If Shareholders Consider Triggering Action

  1. If shareholders approve triggering action in general meeting that may otherwise have frustrated an offer and led to unacceptable circumstances, the bidder will normally have the choice of allowing its offer to lapse or waiving the condition. If it is too late to waive the condition, or if it is unwaivable, the offer will close with the condition unfulfilled.
  2. If the target puts a resolution before its shareholders to approve certain triggering action and the resolution fails, the Panel will usually require a bidder who has made an application in relation to that action, to agree not to rely on the fact that the action was submitted to the general meeting as triggering a defeating condition of its offer. This may require the bidder to take action to ensure that the relevant condition is not invoked and that the offer is not affected by the condition technically having been triggered, for instance by varying or waiving the condition.


  1. The Panel has wide powers to make orders under section 657D if it finds that triggering action by target directors gives rise to unacceptable circumstances. This includes preventing an action or transaction from proceeding or requiring the target to seek shareholders' approval of the action or transaction in general meeting.
  2. The Panel's remedies will be aimed at ensuring that:
    1. target shareholders are given a reasonable opportunity to consider the merits of competing proposals which may affect control and deciding between them, and
    2. ensuring a takeover proceeds, as far as possible, in a way that it would have done if the unacceptable circumstances had not occurred.

1 The issues relating to Frustrating Action may overlap with those of Lock Up Devices. Readers of this Guidance Note may also wish to consult the Panel's Guidance Note on Lock up Devices.

2 Except where otherwise specified, legislative references are to the Corporations Act 2001.

3 See section 652C and Practice Note 59.

4 See Part 6.4 of the Corporations Act.

5 A bidder should summarise the conditions to its offer in any announcement of an intention to bid. Of course, these conditions must then be fully set out in the offer.

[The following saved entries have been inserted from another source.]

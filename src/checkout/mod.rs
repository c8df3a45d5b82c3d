//! Checkout
//!
//! Turns the cart and the customer's form into an order submission.

use serde::{Deserialize, Serialize};
use smallvec::SmallVec;
use thiserror::Error;

use crate::{
    context::User,
    delivery::Coordinates,
    items::{LineItem, LineItemId},
    pricing::Totals,
    settings::DeliverySettings,
};

pub mod flow;
pub mod submission;
pub mod validation;

pub use flow::{CheckoutError, OrderConfirmation, place_order};
pub use submission::{OrderSubmission, ProfileUpdate, SubmissionLine};
pub use validation::{Field, FieldErrors};

/// How the order reaches the customer.
#[derive(Debug, Clone, Copy, Default, PartialEq, Eq, Hash, Serialize, Deserialize)]
#[serde(rename_all = "lowercase")]
pub enum OrderType {
    /// Delivered to the customer's address
    #[default]
    Delivery,

    /// Collected at the store
    Collection,
}

impl OrderType {
    /// Display label.
    #[must_use]
    pub const fn label(self) -> &'static str {
        match self {
            OrderType::Delivery => "Delivery",
            OrderType::Collection => "Collection",
        }
    }
}

/// How the customer pays.
#[derive(Debug, Clone, Copy, Default, PartialEq, Eq, Hash, Serialize, Deserialize)]
#[serde(rename_all = "lowercase")]
pub enum PaymentMethod {
    /// Cash on delivery or collection
    #[default]
    Cash,

    /// Card on delivery or collection
    Card,
}

/// Errors raised while assembling an order.
#[derive(Debug, Error, PartialEq)]
pub enum AssembleError {
    /// One or more form fields are invalid.
    #[error("invalid checkout details: {0}")]
    Validation(FieldErrors),

    /// A cart line was added without a catalog size reference.
    #[error("cart line {0} has no product size reference")]
    MissingSizeRef(LineItemId),
}

/// The customer's checkout form.
#[derive(Debug, Clone, Default, PartialEq)]
pub struct CheckoutDraft {
    /// Customer's full name
    pub customer_name: String,

    /// Customer's phone number
    pub phone_number: String,

    /// Delivery or contact address
    pub delivery_address: String,

    /// Address latitude, when the address was picked on a map
    pub delivery_latitude: Option<f64>,

    /// Address longitude, when the address was picked on a map
    pub delivery_longitude: Option<f64>,

    /// Free-form notes for the kitchen or driver
    pub special_instructions: Option<String>,

    /// Delivery or collection
    pub order_type: OrderType,

    /// Cash or card
    pub payment_method: PaymentMethod,

    /// Store the address as the customer's default after ordering
    pub save_address: bool,
}

impl CheckoutDraft {
    /// A draft prefilled from the signed-in customer's profile.
    #[must_use]
    pub fn for_user(user: Option<&User>) -> Self {
        let Some(user) = user else {
            return Self::default();
        };

        Self {
            customer_name: user.name.clone(),
            phone_number: user.phone.clone().unwrap_or_default(),
            delivery_address: user.default_address.clone().unwrap_or_default(),
            delivery_latitude: user.default_address_latitude,
            delivery_longitude: user.default_address_longitude,
            ..Self::default()
        }
    }

    /// Replace the address and its coordinates together.
    pub fn set_address(&mut self, address: impl Into<String>, coordinates: Option<Coordinates>) {
        self.delivery_address = address.into();
        self.delivery_latitude = coordinates.map(|c| c.latitude);
        self.delivery_longitude = coordinates.map(|c| c.longitude);
    }

    /// Coordinates of the address, when both are known.
    #[must_use]
    pub fn coordinates(&self) -> Option<Coordinates> {
        Coordinates::from_parts(self.delivery_latitude, self.delivery_longitude)
    }

    /// Validate the form.
    ///
    /// # Errors
    ///
    /// Returns the [`FieldErrors`] for every field that failed.
    pub fn validate(&self) -> Result<(), FieldErrors> {
        validation::validate(self)
    }

    fn notes(&self) -> Option<String> {
        self.special_instructions
            .as_deref()
            .map(str::trim)
            .filter(|notes| !notes.is_empty())
            .map(str::to_string)
    }
}

/// A validated submission with the totals it was priced at.
#[derive(Debug, Clone, PartialEq)]
pub struct AssembledOrder {
    /// Body to send to the order API
    pub submission: OrderSubmission,

    /// Totals shown to the customer
    pub totals: Totals,
}

/// Validate the draft and build the order submission for the given lines.
///
/// The caller is responsible for rejecting an empty cart.
///
/// # Errors
///
/// Returns [`AssembleError::Validation`] with every failing field, or
/// [`AssembleError::MissingSizeRef`] if a line has no catalog size reference.
pub fn assemble(
    items: &[LineItem],
    draft: &CheckoutDraft,
    settings: &DeliverySettings,
) -> Result<AssembledOrder, AssembleError> {
    draft.validate().map_err(AssembleError::Validation)?;

    let line_items = items
        .iter()
        .map(|item| {
            let size_ref = item
                .size_ref
                .ok_or_else(|| AssembleError::MissingSizeRef(item.id.clone()))?;

            Ok(SubmissionLine {
                size_ref,
                quantity: item.quantity.get(),
                addon_ids: item.addon_ids().collect::<SmallVec<[u64; 4]>>(),
            })
        })
        .collect::<Result<Vec<_>, AssembleError>>()?;

    let submission = OrderSubmission {
        customer_name: draft.customer_name.trim().to_string(),
        customer_phone: draft.phone_number.clone(),
        order_type: draft.order_type,
        delivery_address: draft.delivery_address.trim().to_string(),
        delivery_latitude: draft.delivery_latitude,
        delivery_longitude: draft.delivery_longitude,
        payment_method: draft.payment_method,
        notes: draft.notes(),
        line_items,
    };

    Ok(AssembledOrder {
        submission,
        totals: Totals::for_checkout(items, draft.order_type, settings),
    })
}

#[cfg(test)]
mod tests {
    use smallvec::smallvec;
    use testresult::TestResult;

    use crate::{
        prices::Price,
        products::{AddOn, Size},
        quantity::Quantity,
    };

    use super::*;

    fn line(size_ref: Option<u64>, quantity: i64) -> LineItem {
        LineItem {
            id: LineItemId::generate(),
            product_id: "12".to_string(),
            size_ref,
            name: "Large Fries".to_string(),
            size: Size::Large,
            quantity: Quantity::clamped(quantity),
            unit_price: Price::from_rand(45),
            addons: smallvec![],
            image_url: None,
        }
    }

    fn draft() -> CheckoutDraft {
        CheckoutDraft {
            customer_name: "  Thandi Mokoena ".to_string(),
            phone_number: "082 123 4567".to_string(),
            delivery_address: "12 Main Road, Mdantsane".to_string(),
            ..CheckoutDraft::default()
        }
    }

    #[test]
    fn delivery_order_is_priced_with_fee() -> TestResult {
        let order = assemble(&[line(Some(12), 2)], &draft(), &DeliverySettings::default())?;

        assert_eq!(order.totals.subtotal, Price::from_rand(90));
        assert_eq!(order.totals.delivery_fee, Price::from_rand(30));
        assert_eq!(order.totals.total, Price::from_rand(120));

        Ok(())
    }

    #[test]
    fn collection_order_has_no_fee() -> TestResult {
        let draft = CheckoutDraft {
            order_type: OrderType::Collection,
            ..draft()
        };

        let order = assemble(&[line(Some(12), 2)], &draft, &DeliverySettings::default())?;

        assert_eq!(order.totals.delivery_fee, Price::ZERO);
        assert_eq!(order.totals.total, order.totals.subtotal);
        assert_eq!(order.submission.order_type, OrderType::Collection);

        Ok(())
    }

    #[test]
    fn lines_map_to_size_refs_and_addon_ids() -> TestResult {
        let mut item = line(Some(7), 3);
        item.addons = smallvec![
            AddOn {
                id: 4,
                name: "Cheese".to_string(),
                price: Price::from_rand(10),
            },
            AddOn {
                id: 2,
                name: "Bacon".to_string(),
                price: Price::from_rand(15),
            },
        ];

        let order = assemble(&[item, line(Some(9), 1)], &draft(), &DeliverySettings::default())?;
        let [first, second] = order.submission.line_items.as_slice() else {
            unreachable!("expected two submission lines");
        };

        assert_eq!(first.size_ref, 7);
        assert_eq!(first.quantity, 3);
        assert_eq!(first.addon_ids.as_slice(), &[4, 2]);
        assert!(second.addon_ids.is_empty());

        Ok(())
    }

    #[test]
    fn submission_trims_text_and_keeps_phone_as_entered() -> TestResult {
        let draft = CheckoutDraft {
            special_instructions: Some("  ring the bell  ".to_string()),
            ..draft()
        };

        let order = assemble(&[line(Some(12), 1)], &draft, &DeliverySettings::default())?;

        assert_eq!(order.submission.customer_name, "Thandi Mokoena");
        assert_eq!(order.submission.customer_phone, "082 123 4567");
        assert_eq!(order.submission.notes.as_deref(), Some("ring the bell"));

        Ok(())
    }

    #[test]
    fn blank_instructions_are_omitted() -> TestResult {
        let draft = CheckoutDraft {
            special_instructions: Some("   ".to_string()),
            ..draft()
        };

        let order = assemble(&[line(Some(12), 1)], &draft, &DeliverySettings::default())?;

        assert_eq!(order.submission.notes, None);

        Ok(())
    }

    #[test]
    fn missing_size_ref_is_reported_by_line() {
        let item = line(None, 1);
        let id = item.id.clone();

        let result = assemble(&[item], &draft(), &DeliverySettings::default());

        assert_eq!(result, Err(AssembleError::MissingSizeRef(id)));
    }

    #[test]
    fn invalid_draft_is_rejected_before_lines_are_checked() {
        let draft = CheckoutDraft {
            phone_number: "123".to_string(),
            ..draft()
        };

        let result = assemble(&[line(None, 1)], &draft, &DeliverySettings::default());

        assert!(matches!(result, Err(AssembleError::Validation(errors)) if errors.len() == 1));
    }

    #[test]
    fn draft_prefills_from_user() {
        let user = User {
            id: 1,
            name: "Thandi".to_string(),
            email: "thandi@example.com".to_string(),
            phone: Some("0821234567".to_string()),
            default_address: Some("12 Main Road, Mdantsane".to_string()),
            default_address_latitude: Some(-33.01),
            default_address_longitude: Some(27.86),
        };

        let draft = CheckoutDraft::for_user(Some(&user));

        assert_eq!(draft.customer_name, "Thandi");
        assert_eq!(draft.phone_number, "0821234567");
        assert_eq!(draft.coordinates(), Some(Coordinates::new(-33.01, 27.86)));
        assert_eq!(CheckoutDraft::for_user(None), CheckoutDraft::default());
    }

    #[test]
    fn set_address_replaces_coordinates() {
        let mut draft = draft();
        draft.set_address("1 Long Street", Some(Coordinates::new(-33.0, 27.9)));
        draft.set_address("2 Long Street", None);

        assert_eq!(draft.delivery_address, "2 Long Street");
        assert_eq!(draft.coordinates(), None);
    }
}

6 During a bid period, section 659B provides that only ASIC may initiate court proceedings in relation to the bid. It may be that the Panel decides that issues brought before it, which cover both unacceptable circumstances and directors' duties, require determination during the bid, in which case it would act. Alternatively, it might consider that the issues, although potentially unacceptable, could reasonably wait until the bid concluded and then be better dealt with by the courts as a directors duties issue. In which case it might decline to commence proceedings. Alternatively, in some cases (albeit most unusual), the Panel might encourage ASIC to initiate, or facilitate, court proceedings in relation to the directors' duties issues during the bid (although such proceedings may well not conclude during the bid period).

7 See the decision of the High Court in Precision Data Holdings Ltd v Wills (1992) 173 CLR 167

8 Frustrating action that is undertaken several weeks into a bid where the bid has received few acceptances would be less at risk of a declaration of unacceptable circumstances than action taken before target shareholders had had adequate time to consider the takeover bid.

9 Very low levels of acceptance, after a reasonable period to consider the bid, may indicate that the target shareholders have rejected the takeover proposal, and may make frustrating action less likely to be unacceptable.